>>>>>

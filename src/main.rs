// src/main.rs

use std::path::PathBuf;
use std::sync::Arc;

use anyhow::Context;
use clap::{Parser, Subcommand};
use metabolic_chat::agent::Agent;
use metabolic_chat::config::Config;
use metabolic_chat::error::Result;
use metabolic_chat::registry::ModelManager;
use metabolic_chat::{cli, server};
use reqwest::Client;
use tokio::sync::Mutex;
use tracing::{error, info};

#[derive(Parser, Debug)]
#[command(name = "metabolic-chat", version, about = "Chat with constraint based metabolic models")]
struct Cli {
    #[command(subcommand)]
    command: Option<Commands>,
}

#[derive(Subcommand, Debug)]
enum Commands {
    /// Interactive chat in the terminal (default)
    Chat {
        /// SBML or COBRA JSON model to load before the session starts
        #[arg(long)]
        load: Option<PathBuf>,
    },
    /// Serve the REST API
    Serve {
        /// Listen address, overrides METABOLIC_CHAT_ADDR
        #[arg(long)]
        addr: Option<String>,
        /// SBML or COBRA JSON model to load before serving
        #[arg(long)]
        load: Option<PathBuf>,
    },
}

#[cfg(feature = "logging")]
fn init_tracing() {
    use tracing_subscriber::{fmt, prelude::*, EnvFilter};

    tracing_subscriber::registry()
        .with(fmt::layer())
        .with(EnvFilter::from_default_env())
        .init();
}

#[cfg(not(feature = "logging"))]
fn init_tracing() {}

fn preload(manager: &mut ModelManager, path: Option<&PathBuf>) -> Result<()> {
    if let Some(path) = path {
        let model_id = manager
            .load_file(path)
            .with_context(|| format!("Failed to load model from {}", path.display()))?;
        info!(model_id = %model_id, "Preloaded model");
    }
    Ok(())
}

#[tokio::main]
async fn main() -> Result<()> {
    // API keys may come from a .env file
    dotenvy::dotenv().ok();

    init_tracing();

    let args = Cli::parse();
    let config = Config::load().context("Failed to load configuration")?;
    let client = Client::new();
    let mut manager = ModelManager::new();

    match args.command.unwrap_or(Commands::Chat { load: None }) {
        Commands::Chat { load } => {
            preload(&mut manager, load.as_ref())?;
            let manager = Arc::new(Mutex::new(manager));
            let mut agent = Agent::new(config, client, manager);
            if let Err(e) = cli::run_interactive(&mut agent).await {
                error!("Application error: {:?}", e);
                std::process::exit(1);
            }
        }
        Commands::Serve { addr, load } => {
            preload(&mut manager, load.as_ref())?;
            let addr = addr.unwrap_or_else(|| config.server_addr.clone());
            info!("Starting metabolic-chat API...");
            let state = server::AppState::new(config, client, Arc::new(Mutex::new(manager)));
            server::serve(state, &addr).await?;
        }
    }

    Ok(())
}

<<<<<

▶ **DESCRIPTION OF THE TASK**
Retype the whole listing above exactly.

▶ **ANSWER BELOW**
filename src/main.rs
// src/main.rs

use std::path::PathBuf;
use std::sync::Arc;

use anyhow::Context;
use clap::{Parser, Subcommand};
use metabolic_chat::agent::Agent;
use metabolic_chat::config::Config;
use metabolic_chat::error::Result;
use metabolic_chat::registry::ModelManager;
use metabolic_chat::{cli, server};
use reqwest::Client;
use tokio::sync::Mutex;
use tracing::{error, info};

#[derive(Parser, Debug)]
#[command(name = "metabolic-chat", version, about = "Chat with constraint based metabolic models")]
struct Cli {
    #[command(subcommand)]
    command: Option<Commands>,
}

#[derive(Subcommand, Debug)]
enum Commands {
    /// Interactive chat in the terminal (default)
    Chat {
        /// SBML or COBRA JSON model to load before the session starts
        #[arg(long)]
        load: Option<PathBuf>,
    },
    /// Serve the REST API
    Serve {
        /// Listen address, overrides METABOLIC_CHAT_ADDR
        #[arg(long)]
        addr: Option<String>,
        /// SBML or COBRA JSON model to load before serving
        #[arg(long)]
        load: Option<PathBuf>,
    },
}

#[cfg(feature = "logging")]
fn init_tracing() {
    use tracing_subscriber::{fmt, prelude::*, EnvFilter};

    tracing_subscriber::registry()
        .with(fmt::layer())
        .with(EnvFilter::from_default_env())
        .init();
}

#[cfg(not(feature = "logging"))]
fn init_tracing() {}

fn preload(manager: &mut ModelManager, path: Option<&PathBuf>) -> Result<()> {
    if let Some(path) = path {
        let model_id = manager
            .load_file(path)
            .with_context(|| format!("Failed to load model from {}", path.display()))?;
        info!(model_id = %model_id, "Preloaded model");
    }
    Ok(())
}

#[tokio::main]
async fn main() -> Result<()> {
    // API keys may come from a .env file
    dotenvy::dotenv().ok();

    init_tracing();

    let args = Cli::parse();
    let config = Config::load().context("Failed to load configuration")?;
    let client = Client::new();
    let mut manager = ModelManager::new();

    match args.command.unwrap_or(Commands::Chat { load: None }) {
        Commands::Chat { load } => {
            preload(&mut manager, load.as_ref())?;
            let manager = Arc::new(Mutex::new(manager));
            let mut agent = Agent::new(config, client, manager);
            if let Err(e) = cli::run_interactive(&mut agent).await {
                error!("Application error: {:?}", e);
                std::process::exit(1);
            }
        }
        Commands::Serve { addr, load } => {
            preload(&mut manager, load.as_ref())?;
            let addr = addr.unwrap_or_else(|| config.server_addr.clone());
            info!("Starting metabolic-chat API...");
            let state = server::AppState::new(config, client, Arc::new(Mutex::new(manager)));
            server::serve(state, &addr).await?;
        }
    }

    Ok(())
}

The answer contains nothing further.